Security scanners: automatic validation of vulnerabilities using fuzzy sets and neural networks

Now in the world there are a large number of information security scanners of various companies (including MaxPatrol , XSpider and the Positive Technologies Application Inspector code analyzer). Such tools differ in price, quality of scanning, types of identified vulnerabilities, methods of their search and dozens of other parameters.

When creating scanners, an important role is played by methods of testing their work , a special place in which is occupied by a competitive analysis of similar products.
')
As a rule, the result of any security scanner is a list of detected vulnerabilities, obtained in the process of analyzing a web application. The fact that heuristic algorithms are used in scanners leads to the problem of having false positives and filling the list with non-existent vulnerabilities in reality (false positives). And this, in turn, leads to the need to allocate a security expert to check the operation of the scanner.

To confirm the presence of a vulnerability, it is proposed to use “reference” lists of vulnerabilities contained in similar web applications. The analyst can use such lists to identify the most likely vulnerabilities of the product being tested and filter out the obvious false positives.

Statement of the task of fuzzy classification of vulnerabilities

In practice, we propose to solve the problem of confirming vulnerabilities from the list issued by the scanner as a task of comparing them with some standards.
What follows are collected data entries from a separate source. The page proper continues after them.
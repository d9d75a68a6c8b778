// SPDX-License-Identifier: MIT

//! Process-wide session identity.
//!
//! At most one signed-in user at a time, or none. The session is set on
//! successful sign-in or the app-start silent refresh, and cleared on
//! sign-out or refresh failure. Auth flows are the only writers; every
//! page reads through a cloned handle.

pub mod store;

pub use store::{FileTokenStore, MemoryTokenStore, StoredSession, TokenStore};

use crate::models::{CurrentUser, LoginResponse};
use base64::engine::general_purpose::URL_SAFE_NO_PAD;
use base64::Engine as _;
use chrono::{DateTime, Duration, Utc};
use serde::Deserialize;
use std::sync::{Arc, RwLock, RwLockReadGuard, RwLockWriteGuard};

/// Margin before access-token expiry when we proactively refresh.
const ACCESS_REFRESH_MARGIN_SECS: i64 = 30;

/// Fallback refresh-token lifetime when the token's `exp` claim cannot
/// be read. Matches the server's default refresh lifetime.
const FALLBACK_REFRESH_LIFETIME_HOURS: i64 = 24;

#[derive(Debug, Default)]
struct SessionState {
    user: Option<CurrentUser>,
    access_token: Option<String>,
    access_expires_at: Option<DateTime<Utc>>,
    refresh_token: Option<String>,
    refresh_expires_at: Option<DateTime<Utc>>,
}

/// Shared session handle. Cloning is cheap and every clone sees the
/// same state.
#[derive(Clone)]
pub struct Session {
    inner: Arc<RwLock<SessionState>>,
    store: Arc<dyn TokenStore>,
}

impl Session {
    pub fn new(store: Arc<dyn TokenStore>) -> Self {
        Self {
            inner: Arc::new(RwLock::new(SessionState::default())),
            store,
        }
    }

    /// Session without persistence, for tests and throwaway clients.
    pub fn in_memory() -> Self {
        Self::new(Arc::new(MemoryTokenStore::new()))
    }

    fn read(&self) -> RwLockReadGuard<'_, SessionState> {
        self.inner.read().unwrap_or_else(|poisoned| poisoned.into_inner())
    }

    fn write(&self) -> RwLockWriteGuard<'_, SessionState> {
        self.inner.write().unwrap_or_else(|poisoned| poisoned.into_inner())
    }

    // ─── Reads ───────────────────────────────────────────────────────────────

    pub fn is_authenticated(&self) -> bool {
        self.read().user.is_some()
    }

    pub fn current_user(&self) -> Option<CurrentUser> {
        self.read().user.clone()
    }

    pub fn username(&self) -> Option<String> {
        self.read().user.as_ref().map(|user| user.username.clone())
    }

    pub fn profile_id(&self) -> Option<u64> {
        self.read().user.as_ref().and_then(|user| user.profile_id)
    }

    /// Whether the signed-in user is `owner`. False when anonymous.
    pub fn owns(&self, owner: &str) -> bool {
        self.read()
            .user
            .as_ref()
            .map(|user| user.username == owner)
            .unwrap_or(false)
    }

    pub fn access_token(&self) -> Option<String> {
        self.read().access_token.clone()
    }

    pub fn refresh_token(&self) -> Option<String> {
        self.read().refresh_token.clone()
    }

    /// Whether the access token is missing or about to expire while a
    /// refresh token is still on hand.
    pub fn needs_access_refresh(&self) -> bool {
        let state = self.read();
        if state.refresh_token.is_none() {
            return false;
        }
        match (&state.access_token, state.access_expires_at) {
            (None, _) => true,
            (Some(_), Some(expires_at)) => {
                Utc::now() + Duration::seconds(ACCESS_REFRESH_MARGIN_SECS) >= expires_at
            }
            (Some(_), None) => false,
        }
    }

    // ─── Writes (auth flows only) ────────────────────────────────────────────

    /// Install a fresh identity from a login response and persist the
    /// refresh token with its expiry timestamp.
    pub fn establish(&self, response: &LoginResponse) {
        let refresh_expires_at = jwt_expiry(&response.refresh_token).unwrap_or_else(|| {
            tracing::debug!("Refresh token expiry unreadable, assuming default lifetime");
            Utc::now() + Duration::hours(FALLBACK_REFRESH_LIFETIME_HOURS)
        });

        {
            let mut state = self.write();
            state.user = Some(response.user.clone());
            state.access_token = Some(response.access_token.clone());
            state.access_expires_at = jwt_expiry(&response.access_token);
            state.refresh_token = Some(response.refresh_token.clone());
            state.refresh_expires_at = Some(refresh_expires_at);
        }

        self.store.save(&StoredSession {
            refresh_token: response.refresh_token.clone(),
            refresh_expires_at,
        });

        tracing::info!(username = %response.user.username, "Session established");
    }

    /// Install a refreshed access token.
    pub fn apply_refreshed(&self, access_token: &str, access_expiration: Option<DateTime<Utc>>) {
        let mut state = self.write();
        state.access_expires_at = access_expiration.or_else(|| jwt_expiry(access_token));
        state.access_token = Some(access_token.to_string());
    }

    pub fn set_user(&self, user: CurrentUser) {
        self.write().user = Some(user);
    }

    /// Mutate the signed-in user in place (e.g. after a username or
    /// avatar change). No-op when anonymous.
    pub fn update_user(&self, apply: impl FnOnce(&mut CurrentUser)) {
        if let Some(user) = self.write().user.as_mut() {
            apply(user);
        }
    }

    /// Load the persisted refresh token for the app-start silent
    /// refresh. A stale timestamp invalidates the stored session
    /// immediately, without a network call.
    pub fn restore_persisted(&self) -> Option<StoredSession> {
        let stored = self.store.load()?;
        if stored.refresh_expires_at <= Utc::now() {
            tracing::info!("Stored session expired, clearing");
            self.store.clear();
            return None;
        }

        let mut state = self.write();
        state.refresh_token = Some(stored.refresh_token.clone());
        state.refresh_expires_at = Some(stored.refresh_expires_at);
        Some(stored)
    }

    /// Drop the identity and the persisted timestamp.
    pub fn clear(&self) {
        *self.write() = SessionState::default();
        self.store.clear();
        tracing::info!("Session cleared");
    }
}

/// Read the `exp` claim from a JWT without verifying its signature.
///
/// The client never validates tokens, it only schedules refreshes; the
/// server remains the authority on acceptance.
fn jwt_expiry(token: &str) -> Option<DateTime<Utc>> {
    #[derive(Deserialize)]
    struct Claims {
        exp: i64,
    }

    let payload = token.split('.').nth(1)?;
    let bytes = URL_SAFE_NO_PAD.decode(payload).ok()?;
    let claims: Claims = serde_json::from_slice(&bytes).ok()?;
    DateTime::from_timestamp(claims.exp, 0)
}
// SPDX-License-Identifier: MIT

//! Comment model and payloads.

use super::Identified;
use serde::{Deserialize, Serialize};

/// A comment on a post.
#[derive(Debug, Clone, PartialEq, Serialize, Deserialize)]
pub struct Comment {
    pub id: u64,
    /// Username of the author.
    pub owner: String,
    pub profile_id: u64,
    #[serde(default)]
    pub profile_image: Option<String>,
    /// Parent post id.
    pub post: u64,
    pub content: String,
    #[serde(default)]
    pub created_at: String,
    #[serde(default)]
    pub updated_at: String,
}

impl Comment {
    pub fn owned_by(&self, username: Option<&str>) -> bool {
        username == Some(self.owner.as_str())
    }
}

impl Identified for Comment {
    fn id(&self) -> u64 {
        self.id
    }
}

/// `POST /comments/`
#[derive(Debug, Clone, Serialize)]
pub struct CommentCreateRequest {
    pub content: String,
    pub post: u64,
}

/// `PUT /comments/{id}/`
#[derive(Debug, Clone, Serialize)]
pub struct CommentUpdateRequest {
    pub content: String,
}
// SPDX-License-Identifier: MIT

//! User-facing notification queue.
//!
//! Page flows push a notice for every outcome a user should see
//! (success confirmations, validation warnings, remote failures); the
//! embedding UI drains the queue and renders toasts. Remote failures
//! always produce a notice, nothing is dropped silently.

use std::collections::VecDeque;
use std::sync::{Arc, Mutex};

/// Notice severity, mapped by the UI to toast styling.
#[derive(Debug, Clone, Copy, PartialEq, Eq)]
pub enum Severity {
    Success,
    Info,
    Warning,
    Error,
}

/// One user-visible message.
#[derive(Debug, Clone, PartialEq, Eq)]
pub struct Notice {
    pub severity: Severity,
    pub message: String,
}

/// Shared notice queue. Cloning hands out another handle to the same queue.
#[derive(Clone, Default)]
pub struct Notices {
    inner: Arc<Mutex<VecDeque<Notice>>>,
}

impl Notices {
    pub fn new() -> Self {
        Self::default()
    }

    pub fn success(&self, message: impl Into<String>) {
        self.push(Severity::Success, message);
    }

    pub fn info(&self, message: impl Into<String>) {
        self.push(Severity::Info, message);
    }

    pub fn warning(&self, message: impl Into<String>) {
        self.push(Severity::Warning, message);
    }

    pub fn error(&self, message: impl Into<String>) {
        self.push(Severity::Error, message);
    }

    pub fn push(&self, severity: Severity, message: impl Into<String>) {
        let message = message.into();
        tracing::debug!(?severity, %message, "notice");
        if let Ok(mut queue) = self.inner.lock() {
            queue.push_back(Notice { severity, message });
        }
    }

    /// Take all pending notices, oldest first.
    pub fn drain(&self) -> Vec<Notice> {
        match self.inner.lock() {
            Ok(mut queue) => queue.drain(..).collect(),
            Err(_) => Vec::new(),
        }
    }

    pub fn is_empty(&self) -> bool {
        self.inner.lock().map(|queue| queue.is_empty()).unwrap_or(true)
    }
}
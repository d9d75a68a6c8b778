// SPDX-License-Identifier: MIT

//! Courses and reviews endpoints.

use super::client::ApiClient;
use crate::error::Result;
use crate::models::{Course, Page, Review, ReviewRequest};

impl ApiClient {
    /// `GET /courses/` — first page.
    pub async fn list_courses(&self) -> Result<Page<Course>> {
        self.get_json("courses/").await
    }

    /// `GET /courses/{slug}/` — detail with embedded reviews.
    pub async fn get_course(&self, slug: &str) -> Result<Course> {
        self.get_json(&format!("courses/{slug}/")).await
    }

    /// `POST /reviews/`
    pub async fn create_review(&self, request: &ReviewRequest) -> Result<Review> {
        super::auth::validate_payload(request)?;
        self.post_json("reviews/", request).await
    }

    /// `PUT /reviews/{id}/`
    pub async fn update_review(&self, id: u64, request: &ReviewRequest) -> Result<Review> {
        super::auth::validate_payload(request)?;
        self.put_json(&format!("reviews/{id}/"), request).await
    }

    /// `DELETE /reviews/{id}/`
    pub async fn delete_review(&self, id: u64) -> Result<()> {
        self.delete(&format!("reviews/{id}/")).await
    }
}
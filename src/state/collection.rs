// SPDX-License-Identifier: MIT

//! In-memory cache of a paginated entity list.
//!
//! Each page component owns exactly one cache instance; mutations
//! reconcile it locally after the server confirms, with no full
//! refetch. All operations touch only the target entity and are safe
//! to re-invoke on re-render.

use crate::api::ApiClient;
use crate::error::Result;
use crate::models::{Identified, Page};
use serde::de::DeserializeOwned;

/// Ordered entity collection plus the locator of the next page.
#[derive(Debug, Clone)]
pub struct PagedCollection<T> {
    items: Vec<T>,
    next: Option<String>,
}

impl<T> Default for PagedCollection<T> {
    fn default() -> Self {
        Self {
            items: Vec::new(),
            next: None,
        }
    }
}

impl<T: Identified> PagedCollection<T> {
    pub fn new() -> Self {
        Self::default()
    }

    pub fn from_page(page: Page<T>) -> Self {
        let mut collection = Self::new();
        collection.append(page);
        collection
    }

    pub fn items(&self) -> &[T] {
        &self.items
    }

    pub fn len(&self) -> usize {
        self.items.len()
    }

    pub fn is_empty(&self) -> bool {
        self.items.is_empty()
    }

    /// Locator of the next page, `None` once exhausted.
    pub fn next(&self) -> Option<&str> {
        self.next.as_deref()
    }

    pub fn has_more(&self) -> bool {
        self.next.is_some()
    }

    pub fn get(&self, id: u64) -> Option<&T> {
        self.items.iter().find(|item| item.id() == id)
    }

    pub fn contains(&self, id: u64) -> bool {
        self.get(id).is_some()
    }

    /// Replace the whole cache with a fresh first page.
    pub fn reset(&mut self, page: Page<T>) {
        self.items.clear();
        self.next = None;
        self.append(page);
    }

    /// Concatenate a page and take over its next locator.
    ///
    /// Entities already cached are skipped, so a page that overlaps an
    /// entry inserted since the previous fetch does not duplicate it.
    /// Relative order of both the existing items and the page is kept.
    pub fn append(&mut self, page: Page<T>) {
        self.next = page.next;
        for item in page.results {
            if !self.contains(item.id()) {
                self.items.push(item);
            }
        }
    }

    /// Insert a freshly created entity at the front (newest-first lists).
    pub fn prepend(&mut self, item: T) {
        if !self.contains(item.id()) {
            self.items.insert(0, item);
        }
    }

    /// Insert a freshly created entity at the back (oldest-first lists).
    pub fn push_back(&mut self, item: T) {
        if !self.contains(item.id()) {
            self.items.push(item);
        }
    }

    /// Substitute the entity with a matching id, preserving position.
    /// Returns false when the id is not cached.
    pub fn replace_one(&mut self, id: u64, item: T) -> bool {
        match self.items.iter_mut().find(|existing| existing.id() == id) {
            Some(slot) => {
                *slot = item;
                true
            }
            None => false,
        }
    }

    /// Delete the entity with a matching id, preserving the order of
    /// the remainder.
    pub fn remove_one(&mut self, id: u64) -> Option<T> {
        let index = self.items.iter().position(|item| item.id() == id)?;
        Some(self.items.remove(index))
    }

    /// Mutate one entity in place, e.g. adjusting a counter when a
    /// related child entity changed elsewhere. No entity outside the
    /// target is touched.
    pub fn update_one(&mut self, id: u64, apply: impl FnOnce(&mut T)) -> bool {
        match self.items.iter_mut().find(|item| item.id() == id) {
            Some(item) => {
                apply(item);
                true
            }
            None => false,
        }
    }
}

/// A [`PagedCollection`] bound to its list endpoint, serializing
/// fetch-next-page requests.
///
/// The load-more trigger stays disabled (`is_loading`) until the prior
/// request settles, so a fast scroll cannot fetch page 2 twice; calling
/// it with the list exhausted is a no-op rather than an error.
#[derive(Debug)]
pub struct Paginator<T> {
    collection: PagedCollection<T>,
    in_flight: bool,
}

impl<T> Default for Paginator<T> {
    fn default() -> Self {
        Self {
            collection: PagedCollection::default(),
            in_flight: false,
        }
    }
}

impl<T: Identified + DeserializeOwned> Paginator<T> {
    pub fn new() -> Self {
        Self {
            collection: PagedCollection::default(),
            in_flight: false,
        }
    }

    pub fn collection(&self) -> &PagedCollection<T> {
        &self.collection
    }

    pub fn collection_mut(&mut self) -> &mut PagedCollection<T> {
        &mut self.collection
    }

    pub fn items(&self) -> &[T] {
        self.collection.items()
    }

    pub fn has_more(&self) -> bool {
        self.collection.has_more()
    }

    pub fn is_loading(&self) -> bool {
        self.in_flight
    }

    /// Install a fresh first page.
    pub fn reset(&mut self, page: Page<T>) {
        self.collection.reset(page);
        self.in_flight = false;
    }

    /// Fetch the next page and append it, returning how many new
    /// entities arrived. No-op (Ok(0)) when exhausted or already
    /// loading.
    pub async fn load_more(&mut self, client: &ApiClient) -> Result<usize> {
        if self.in_flight {
            return Ok(0);
        }
        let Some(next) = self.collection.next().map(str::to_owned) else {
            return Ok(0);
        };

        self.in_flight = true;
        let outcome = client.fetch_next::<T>(&next).await;
        self.in_flight = false;

        let before = self.collection.len();
        self.collection.append(outcome?);
        Ok(self.collection.len() - before)
    }
}
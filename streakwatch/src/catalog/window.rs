//! Fixed-size window scanning.

use crate::types::Outcome;

/// True when `pred` holds for at least one contiguous window of `W` outcomes.
///
/// Histories shorter than `W` have no windows and never match.
pub(crate) fn any_window<const W: usize>(
    history: &[Outcome],
    pred: impl Fn(&[Outcome; W]) -> bool,
) -> bool {
    history
        .windows(W)
        .filter_map(|w| <&[Outcome; W]>::try_from(w).ok())
        .any(pred)
}

/// True when every value in `block` is the same.
pub(crate) fn uniform(block: &[Outcome]) -> bool {
    block.windows(2).all(|p| p[0] == p[1])
}

#[cfg(test)]
mod tests {
    use super::*;
    use crate::types::Outcome::{Away as A, Draw as D, Home as H};

    #[test]
    fn test_short_history_never_matches() {
        assert!(!any_window::<3>(&[H, H], |_| true));
        assert!(!any_window::<3>(&[], |_| true));
    }

    #[test]
    fn test_any_position_is_enough() {
        let history = [H, D, A, A];
        assert!(any_window::<2>(&history, |&[a, b]| a == b));
        assert!(!any_window::<2>(&history, |&[a, b]| a == D && b == H));
    }

    #[test]
    fn test_uniform() {
        assert!(uniform(&[A, A, A]));
        assert!(uniform(&[D]));
        assert!(!uniform(&[A, A, H]));
    }
}
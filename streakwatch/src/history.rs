//! Bounded outcome history.

use tracing::trace;

use crate::types::{Outcome, Streak};

/// Maximum number of outcomes retained.
pub const HISTORY_CAPACITY: usize = 27;

/// Ordered record of the most recent outcomes, oldest first.
///
/// Appending to a full buffer evicts the oldest entry, so the length never
/// exceeds [`HISTORY_CAPACITY`].
#[derive(Debug, Clone, Default)]
pub struct HistoryBuffer {
    entries: Vec<Outcome>,
}

impl HistoryBuffer {
    /// Create an empty buffer.
    pub fn new() -> Self {
        Self {
            entries: Vec::with_capacity(HISTORY_CAPACITY),
        }
    }

    /// Record an outcome at the tail.
    pub fn append(&mut self, outcome: Outcome) {
        if self.entries.len() == HISTORY_CAPACITY {
            let evicted = self.entries.remove(0);
            trace!(evicted = %evicted, "History full, evicting oldest outcome");
        }
        self.entries.push(outcome);
        debug_assert!(self.entries.len() <= HISTORY_CAPACITY);
    }

    /// Drop every recorded outcome.
    pub fn clear(&mut self) {
        self.entries.clear();
    }

    /// Oldest-first view of the history.
    pub fn view(&self) -> &[Outcome] {
        &self.entries
    }

    pub fn len(&self) -> usize {
        self.entries.len()
    }

    pub fn is_empty(&self) -> bool {
        self.entries.is_empty()
    }
}

/// Up to `n` most recent outcomes of `history`, oldest first.
pub fn last_n(history: &[Outcome], n: usize) -> &[Outcome] {
    &history[history.len().saturating_sub(n)..]
}

/// Run of identical outcomes at the tail of `history`.
pub fn tail_streak(history: &[Outcome]) -> Option<Streak> {
    let last = *history.last()?;
    let length = history.iter().rev().take_while(|&&o| o == last).count();
    Some(Streak {
        outcome: last,
        length,
    })
}

#[cfg(test)]
mod tests {
    use super::*;

    #[test]
    fn test_append_and_view() {
        let mut history = HistoryBuffer::new();
        history.append(Outcome::Home);
        history.append(Outcome::Away);

        assert_eq!(history.len(), 2);
        assert_eq!(history.view(), &[Outcome::Home, Outcome::Away]);
    }

    #[test]
    fn test_capacity_evicts_oldest() {
        let mut history = HistoryBuffer::new();
        history.append(Outcome::Draw);
        for _ in 0..HISTORY_CAPACITY {
            history.append(Outcome::Home);
        }

        assert_eq!(history.len(), HISTORY_CAPACITY);
        assert!(history.view().iter().all(|&o| o == Outcome::Home));
    }

    #[test]
    fn test_clear_is_idempotent() {
        let mut history = HistoryBuffer::new();
        history.append(Outcome::Home);
        history.clear();
        history.clear();
        assert!(history.is_empty());
        assert!(history.view().is_empty());
    }

    #[test]
    fn test_last_n() {
        let mut history = HistoryBuffer::new();
        assert!(last_n(history.view(), 3).is_empty());

        history.append(Outcome::Home);
        history.append(Outcome::Draw);
        assert_eq!(last_n(history.view(), 3), &[Outcome::Home, Outcome::Draw]);

        history.append(Outcome::Away);
        history.append(Outcome::Home);
        assert_eq!(
            last_n(history.view(), 3),
            &[Outcome::Draw, Outcome::Away, Outcome::Home]
        );
    }

    #[test]
    fn test_tail_streak() {
        assert_eq!(tail_streak(&[]), None);

        let streak = tail_streak(&[Outcome::Away, Outcome::Home, Outcome::Home]).unwrap();
        assert_eq!(streak.outcome, Outcome::Home);
        assert_eq!(streak.length, 2);

        let single = tail_streak(&[Outcome::Home, Outcome::Draw]).unwrap();
        assert_eq!(single.length, 1);
    }
}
If all objects — both standards and candidates for vulnerabilities — can be unambiguously parameterized, represented as a vector, then the problem can be reduced to the classical problem of classifying the elements of a set .

Input data:

The set of Vulners of all web application vulnerabilities is given, which can be set by their vectors by signs v _i . Vulners has many Candidates - vulnerability candidates found by the scanner.
Each candidate vulnerability can be attributed to two classes: I - confirmed (Ver) and II - unconfirmed (NVer) vulnerabilities.
There are many Eth - reference vulnerabilities in class I.
A number of Scales are specified - measuring scales for assessing the properties of vulnerabilities, both clear and fuzzy.

Required:

Build functions linking clear and fuzzy scales to allow different interpretations of classification results.
Build the Classificator function, which for each vulnerability indicates an assessment of its belonging to the classes of confirmed and unconfirmed vulnerabilities.

As measuring scales for assessing the properties of information systems can be used:

A clear scale is a set of real numbers from the [0, 1] segment, which can be easily converted to any other kind of clear numerical sets — discrete, continuous, unbounded — using various conversion functions.
The fuzzy scale of an F-set of ordered fuzzy variables of the form FP = {fp _i }, where fp _i are linguistic variables that describe the values of the properties of an object.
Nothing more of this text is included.